My 2-year-old grandson nearly died when he ate some aspirin tablets. I’m wondering whether you would address this topic, for many people have young children to care for.
Many medicines purchased over the counter can be fatal if taken in overdose amounts or by young children. The flavoring and color of some liquid medicines can make them attractive to small children, particularly if they resemble the appearance of candy.
Aspirin can prove lethal to small children by causing severe acidosis and metabolic disturbances. Iron tablets and, of course, sleeping pills or medicines prescribed for high blood pressure or diabetes also can be acutely poisonous to children.
Children will taste and swallow strange substances. I will never forget a 2-year-old boy who died of arsenic poisoning just as he crossed the threshold of the hospital. His father had been laying a patio and was sprinkling an arsenic-containing compound on the prepared pad as he laid each flagstone. The little boy walked up behind him, and before the father realized what was happening, took a swig of the solution. The father called the doctor, who ill-advisedly told them to “watch” the lad. The parents did, but only to see him become gravely ill. Then, in a frantic rush, they brought him to the hospital—but it was too late to save him.
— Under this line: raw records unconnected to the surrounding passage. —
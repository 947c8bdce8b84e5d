use std::sync::Arc;

use approx::assert_relative_eq;
use atom_physics::{
    AnchorSpring, DragForce, ImpactEvent, ImpactSink, PhysicsError, PhysicsWorld,
    PolyphonicImpacts, RenderSink, RenderSnapshot, SimulationConfig, Vec2,
};
use parking_lot::Mutex;

const DT: f32 = 1.0 / 60.0;

fn weightless() -> SimulationConfig {
    SimulationConfig::default()
        .with_gravity(Vec2::ZERO)
        .with_friction(0.2)
        .with_solver_iterations(8)
}

/// Static row of atoms spaced one diameter apart, left edge at `x0`.
fn floor(world: &mut PhysicsWorld, x0: f32, y: f32, count: usize) {
    let body = world.create_body(false);
    for i in 0..count {
        world
            .add_atom(body, Vec2::new(x0 + i as f32 * 16.0, y), 8.0, 1.0)
            .unwrap();
    }
}

#[test]
fn overlapping_atoms_are_pushed_apart() {
    let mut world = PhysicsWorld::new(weightless()).unwrap();
    let body_a = world.create_body(true);
    let body_b = world.create_body(true);
    let a = world.add_atom(body_a, Vec2::new(100.0, 100.0), 8.0, 1.0).unwrap();
    let b = world.add_atom(body_b, Vec2::new(115.0, 100.0), 8.0, 1.0).unwrap();

    for _ in 0..10 {
        world.update(DT);
        if let Some(contact) = world.contact(a, b) {
            assert!(contact.accumulated_impulse() >= 0.0);
            assert!(contact.accumulated_impulse().is_finite());
        }
    }

    let distance = world
        .atom(a)
        .unwrap()
        .position
        .distance(world.atom(b).unwrap().position);
    let margin = world.config().persistence_margin;
    assert!(distance >= 16.0 - margin, "distance {distance}");
    assert!(distance >= 16.0, "contact keeps pushing until separated: {distance}");

    // Equal masses: the pair separates symmetrically, and position
    // correction leaves no separating speed behind.
    let va = world.body(body_a).unwrap().velocity();
    let vb = world.body(body_b).unwrap().velocity();
    assert_relative_eq!(va.x, -vb.x, epsilon = 1e-3);
    assert!((vb - va).length() < 1e-3, "separating at {}", (vb - va).length());
}

#[test]
fn deep_overlaps_come_to_rest_just_apart() {
    for offset in [15.0, 12.0, 8.0] {
        let mut world = PhysicsWorld::new(weightless()).unwrap();
        let body_a = world.create_body(true);
        let body_b = world.create_body(true);
        let a = world.add_atom(body_a, Vec2::new(200.0, 200.0), 8.0, 1.0).unwrap();
        let b = world
            .add_atom(body_b, Vec2::new(200.0 + offset, 200.0), 8.0, 1.0)
            .unwrap();

        for _ in 0..60 {
            world.update(DT);
        }

        let distance = world
            .atom(a)
            .unwrap()
            .position
            .distance(world.atom(b).unwrap().position);
        let relative =
            world.body(body_b).unwrap().velocity() - world.body(body_a).unwrap().velocity();
        assert!(
            (16.0..17.0).contains(&distance),
            "offset {offset}: distance {distance}"
        );
        assert!(relative.length() < 1e-3, "offset {offset}: relative speed {relative}");
    }
}

#[test]
fn resting_atom_settles_on_static_floor() {
    let mut world = PhysicsWorld::new(SimulationConfig::default()).unwrap();
    floor(&mut world, 100.0, 300.0, 10);
    let ball = world.create_body(true);
    let atom = world.add_atom(ball, Vec2::new(164.0, 282.0), 8.0, 1.0).unwrap();

    for _ in 0..300 {
        world.update(DT);
    }

    let settled = world.atom(atom).unwrap().position;
    assert_relative_eq!(settled.x, 164.0, epsilon = 1e-3);
    assert_relative_eq!(300.0 - settled.y, 16.0, epsilon = 0.5);
    assert!(world.body(ball).unwrap().velocity().y.abs() < 1.0);

    for _ in 0..60 {
        world.update(DT);
    }
    let later = world.atom(atom).unwrap().position;
    assert!((later.y - settled.y).abs() < 0.05, "still sinking: {settled} -> {later}");
}

#[test]
fn setup_rejects_bad_handles_and_parameters() {
    let mut world = PhysicsWorld::default();
    let body = world.create_body(true);
    assert!(matches!(
        world.add_atom(body, Vec2::ZERO, 8.0, 0.0),
        Err(PhysicsError::InvalidMass(_))
    ));
    assert!(matches!(
        world.add_atom(body, Vec2::ZERO, -2.0, 1.0),
        Err(PhysicsError::InvalidRadius(_))
    ));

    world.remove_body(body).unwrap();
    assert_eq!(
        world.add_atom(body, Vec2::ZERO, 8.0, 1.0),
        Err(PhysicsError::BodyNotFound(body))
    );

    let invalid = SimulationConfig::default().with_solver_iterations(0);
    assert!(matches!(
        PhysicsWorld::new(invalid),
        Err(PhysicsError::InvalidConfig(_))
    ));
}

#[test]
fn removing_atoms_drops_their_contacts_and_empty_bodies() {
    let mut world = PhysicsWorld::new(weightless()).unwrap();
    let body_a = world.create_body(true);
    let body_b = world.create_body(true);
    let a = world.add_atom(body_a, Vec2::new(200.0, 200.0), 8.0, 1.0).unwrap();
    let b = world.add_atom(body_b, Vec2::new(215.0, 200.0), 8.0, 1.0).unwrap();

    world.update(DT);
    assert!(world.contact(a, b).is_some());

    world.remove_atom(b).unwrap();
    assert!(world.contact(a, b).is_none());
    assert!(world.body(body_b).is_none());
    assert!(world.atom(b).is_none());
    assert!(world.atom(a).is_some(), "other handles stay valid");
    assert_eq!(world.remove_atom(b), Err(PhysicsError::AtomNotFound(b)));
}

#[test]
fn step_runs_whole_frames_and_carries_remainder() {
    let mut world = PhysicsWorld::default();
    assert_eq!(world.step(0.04), 2);
    assert_eq!(world.step(0.02), 1);
    assert_eq!(world.frame(), 3);
    assert_eq!(world.step(-1.0), 0);
}

#[test]
fn gravity_accelerates_dynamic_bodies_only() {
    let mut world = PhysicsWorld::default();
    let fixed = world.create_body(false);
    let falling = world.create_body(true);
    world.add_atom(fixed, Vec2::new(100.0, 100.0), 8.0, 1.0).unwrap();
    world.add_atom(falling, Vec2::new(400.0, 100.0), 8.0, 3.0).unwrap();

    world.update(DT);
    assert_eq!(world.body(fixed).unwrap().velocity(), Vec2::ZERO);
    assert_relative_eq!(
        world.body(falling).unwrap().velocity().y,
        1000.0 * DT,
        epsilon = 1e-3
    );
}

#[test]
fn registered_drag_slows_moving_bodies() {
    let mut world = PhysicsWorld::new(weightless()).unwrap();
    let body = world.create_body(true);
    world.add_atom(body, Vec2::new(200.0, 200.0), 8.0, 1.0).unwrap();
    world
        .body_mut(body)
        .unwrap()
        .set_velocity(Vec2::new(100.0, 0.0), 0.0);
    world.add_force(DragForce {
        drag_coefficient: 0.01,
    });

    world.update(DT);
    // |v| = 100 gives a drag force of 100 on a unit mass.
    let velocity = world.body(body).unwrap().velocity();
    assert_relative_eq!(velocity.x, 100.0 - 100.0 * DT, epsilon = 1e-3);
    assert_eq!(velocity.y, 0.0);
}

#[test]
fn anchor_spring_pulls_only_its_body() {
    let mut world = PhysicsWorld::new(weightless()).unwrap();
    let tethered = world.create_body(true);
    let free = world.create_body(true);
    world.add_atom(tethered, Vec2::new(100.0, 100.0), 8.0, 1.0).unwrap();
    world.add_atom(free, Vec2::new(100.0, 400.0), 8.0, 1.0).unwrap();
    world.add_force(AnchorSpring {
        body: tethered,
        anchor: Vec2::new(200.0, 100.0),
        rest_length: 0.0,
        stiffness: 60.0,
        damping: 0.0,
    });

    world.update(DT);
    // Stretched by 100 with stiffness 60: a force of 6000 towards the anchor.
    let pulled = world.body(tethered).unwrap().velocity();
    assert_relative_eq!(pulled.x, 6000.0 * DT, epsilon = 1e-2);
    assert_relative_eq!(pulled.y, 0.0, epsilon = 1e-4);
    assert_eq!(world.body(free).unwrap().velocity(), Vec2::ZERO);

    for _ in 0..30 {
        world.update(DT);
    }
    let position = world.body(tethered).unwrap().center_of_mass();
    assert!(position.x > 100.0, "moved towards the anchor: {position}");
}

#[derive(Clone, Default)]
struct RecordingImpacts {
    events: Arc<Mutex<Vec<ImpactEvent>>>,
}

impl ImpactSink for RecordingImpacts {
    fn on_impact(&mut self, impact: &ImpactEvent) -> atom_physics::Result<()> {
        self.events.lock().push(*impact);
        Ok(())
    }
}

fn falling_ball(config: SimulationConfig) -> PhysicsWorld {
    let mut world = PhysicsWorld::new(config).unwrap();
    floor(&mut world, 100.0, 300.0, 10);
    let ball = world.create_body(true);
    // Gap of 5 to the floor, moving down at 600 px/s.
    world.add_atom(ball, Vec2::new(164.0, 279.0), 8.0, 1.0).unwrap();
    world
        .body_mut(ball)
        .unwrap()
        .set_velocity(Vec2::new(0.0, 600.0), 0.0);
    world
}

#[test]
fn hard_impacts_reach_the_impact_sink() {
    let mut config = weightless();
    config.impact_loudness = 100.0;
    let mut world = falling_ball(config);
    let sink = RecordingImpacts::default();
    world.set_impact_sink(sink.clone());

    for _ in 0..5 {
        world.update(DT);
    }
    let events = sink.events.lock();
    assert!(!events.is_empty());
    assert!(events.iter().all(|event| event.impulse > 100.0));
}

#[test]
fn impact_sink_errors_do_not_stop_the_frame() {
    let mut config = weightless();
    config.impact_loudness = 100.0;
    let mut world = falling_ball(config);
    let voices = PolyphonicImpacts::new(0);
    world.set_impact_sink(voices.clone());

    for _ in 0..5 {
        world.update(DT);
    }
    assert_eq!(world.frame(), 5);
    assert_eq!(voices.played(), 0);
}

#[derive(Clone, Default)]
struct CountingRenderer {
    frames: Arc<Mutex<Vec<(u64, usize)>>>,
}

impl RenderSink for CountingRenderer {
    fn name(&self) -> &str {
        "counting"
    }

    fn present(&mut self, snapshot: &RenderSnapshot) {
        self.frames.lock().push((snapshot.frame, snapshot.atom_count()));
    }
}

#[test]
fn render_sink_sees_every_completed_frame() {
    let mut world = PhysicsWorld::default();
    floor(&mut world, 100.0, 300.0, 4);
    let renderer = CountingRenderer::default();
    world.set_render_sink(renderer.clone());
    assert_eq!(world.render_sink_name(), "counting");

    world.update(DT);
    world.update(DT);
    assert_eq!(*renderer.frames.lock(), vec![(1, 4), (2, 4)]);
    assert_eq!(world.snapshot().cells.iter().filter(|c| c.occupancy > 0).count(), 18);
}

#[test]
fn frame_profile_reports_population() {
    let mut world = PhysicsWorld::new(weightless()).unwrap();
    let body_a = world.create_body(true);
    let body_b = world.create_body(true);
    world.add_atom(body_a, Vec2::new(100.0, 100.0), 8.0, 1.0).unwrap();
    world.add_atom(body_b, Vec2::new(115.0, 100.0), 8.0, 1.0).unwrap();

    world.update(DT);
    let profile = world.profile();
    assert_eq!(profile.atom_count, 2);
    assert_eq!(profile.body_count, 2);
    assert_eq!(profile.contacts_created, 1);
    assert_eq!(profile.contact_count, 1);
    assert!(profile.total_frame_time >= profile.solver_time);
}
Children have been know to drink kerosene or gasoline, or sometimes they just cough and inhale the liquid and succumb to what is called “liquid pneumonia.” Highly corrosive substances that are used to unplug clogged drains can cause severe damage to the esophagus and stomach, and may severely damage, if not kill, a child. Alcohol—especially methylated spirits—can cause blindness, and carbon tetrachloride causes acute liver necrosis.
If a person swallows something poisonous, it’s vital to call a local medical emergency number immediately. Make sure you can give the person’s age, the name of the substance ingested, how much was taken, when it was swallowed, whether the person has vomited, and how long it will take to get to the nearest medical facility.
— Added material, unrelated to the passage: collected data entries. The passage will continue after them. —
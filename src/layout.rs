//! Artifact locator: maps (dataset, stage) to canonical workspace paths.
//!
//! Everything here is pure path arithmetic; nothing touches the filesystem.

use camino::{Utf8Path, Utf8PathBuf};

use crate::domain::{DatasetId, Stage};

pub const UNPACKED_MARKER: &str = "_unpacked";
pub const PROCESSED_MARKER: &str = "_processed";
pub const TRIMMED_MARKER: &str = "_trimmed";
pub const CLEANUP_MARKER: &str = "_cleanup";
pub const TABLES_DIR: &str = "tables";
pub const TRIMMED_PROBES_FILE: &str = "Probes_trimmed.tsv";

#[derive(Debug, Clone)]
pub struct Layout {
    root: Utf8PathBuf,
}

impl Layout {
    pub fn new(root: impl Into<Utf8PathBuf>) -> Self {
        Self { root: root.into() }
    }

    pub fn root(&self) -> &Utf8Path {
        &self.root
    }

    fn data_dir(&self) -> Utf8PathBuf {
        self.root.join("data")
    }

    /// Primary artifact a stage produces for a dataset.
    pub fn locate(&self, id: &DatasetId, stage: Stage) -> Utf8PathBuf {
        match stage {
            Stage::Download => self.raw_archive(id),
            Stage::Extract => self.extracted_dir(id),
            Stage::Process => self.processed_dir(id),
            Stage::Trim => self.trimmed_dir(id),
            Stage::Cleanup => self.cleanup_dir(id),
        }
    }

    /// File whose existence records that `stage` completed for `id`.
    ///
    /// The downloaded archive doubles as the download marker.
    pub fn marker(&self, id: &DatasetId, stage: Stage) -> Utf8PathBuf {
        match stage {
            Stage::Download => self.raw_archive(id),
            Stage::Extract => self.extracted_dir(id).join(UNPACKED_MARKER),
            Stage::Process => self.processed_dir(id).join(PROCESSED_MARKER),
            Stage::Trim => self.trimmed_dir(id).join(TRIMMED_MARKER),
            Stage::Cleanup => self.cleanup_dir(id).join(CLEANUP_MARKER),
        }
    }

    /// Advisory lock guarding one (dataset, stage) pair.
    ///
    /// Lock files are left in place once created; neither cleanup nor reset
    /// removes them. Unlinking a lock file another run holds would let a
    /// third run lock a fresh inode alongside it.
    pub fn lock(&self, id: &DatasetId, stage: Stage) -> Utf8PathBuf {
        self.data_dir()
            .join("locks")
            .join(id.as_str())
            .join(format!("{stage}.lock"))
    }

    pub fn raw_archive(&self, id: &DatasetId) -> Utf8PathBuf {
        self.data_dir().join("raw").join(format!("{id}_RAW.tar"))
    }

    pub fn extracted_dir(&self, id: &DatasetId) -> Utf8PathBuf {
        self.data_dir().join("extracted").join(id.as_str())
    }

    pub fn processed_dir(&self, id: &DatasetId) -> Utf8PathBuf {
        self.data_dir().join("processed").join(id.as_str())
    }

    pub fn trimmed_dir(&self, id: &DatasetId) -> Utf8PathBuf {
        self.data_dir().join("trimmed").join(id.as_str())
    }

    pub fn cleanup_dir(&self, id: &DatasetId) -> Utf8PathBuf {
        self.data_dir().join("cleanup").join(id.as_str())
    }

    /// Working directory for one decompressed member, keyed by its stem.
    pub fn processed_file_dir(&self, id: &DatasetId, stem: &str) -> Utf8PathBuf {
        self.processed_dir(id).join(stem)
    }

    pub fn decompressed_text(&self, id: &DatasetId, stem: &str) -> Utf8PathBuf {
        self.processed_file_dir(id, stem).join(format!("{stem}.txt"))
    }

    pub fn tables_dir(&self, id: &DatasetId, stem: &str) -> Utf8PathBuf {
        self.processed_file_dir(id, stem).join(TABLES_DIR)
    }

    pub fn table_path(&self, id: &DatasetId, stem: &str, section: &str) -> Utf8PathBuf {
        self.tables_dir(id, stem)
            .join(format!("{}.tsv", section_file_name(section)))
    }
}

/// Member name with its trailing `.gz` removed.
pub fn member_stem(file_name: &str) -> &str {
    file_name.strip_suffix(".gz").unwrap_or(file_name)
}

/// Section names come from file content; keep them to one path component.
pub fn section_file_name(section: &str) -> String {
    let cleaned: String = section
        .chars()
        .map(|ch| match ch {
            '/' | '\\' | '\0' => '_',
            other => other,
        })
        .collect();
    match cleaned.as_str() {
        "." | ".." => cleaned.replace('.', "_"),
        _ => cleaned,
    }
}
In the United States a call to 1-800-222-1222 will reach the regional poison control center; a call to 9-1-1 will connect you to emergency services. Be aware of your region’s poison control center, and keep contact information readily available. Follow the instructions of the poison control center. They have much more precise information at their fingertips than does the average family doctor.
Inducing of vomiting should be done only on medical advice, because some substances—such as gasoline or kerosene—may be dangerous when vomited. Never induce vomiting in an unconscious patient. If a person stops breathing, maintain an open airway and breathe for them with artificial respiration. Take the poison container and any vomitus to the hospital.
Keep poisoned persons with their head down, lying on their left side, while transporting to the hospital, so as to avoid inhalation of any vomitus.
Poison-proofing the house is necessary when there are small children who either live in or visit the home. Closets should be fitted with childproof latches or locks. Dangerous substances must be stored out of the reach of toddlers. This means a serious reappraisal of substances kept beneath the sink, such as chlorine bleach, dishwasher detergents, rust remover, strong acids, and alkali. The medicine cabinet should be high and locked.
The garage is another dangerous area for the storage of substances such as gasoline, paint thinner, and charcoal lighter fluid. Never place poisons in bottles that have held fruit drinks or soda, as children may easily confuse them with the real thing.
Being extremely careful with anything that can cause harm to children is the key to prevention.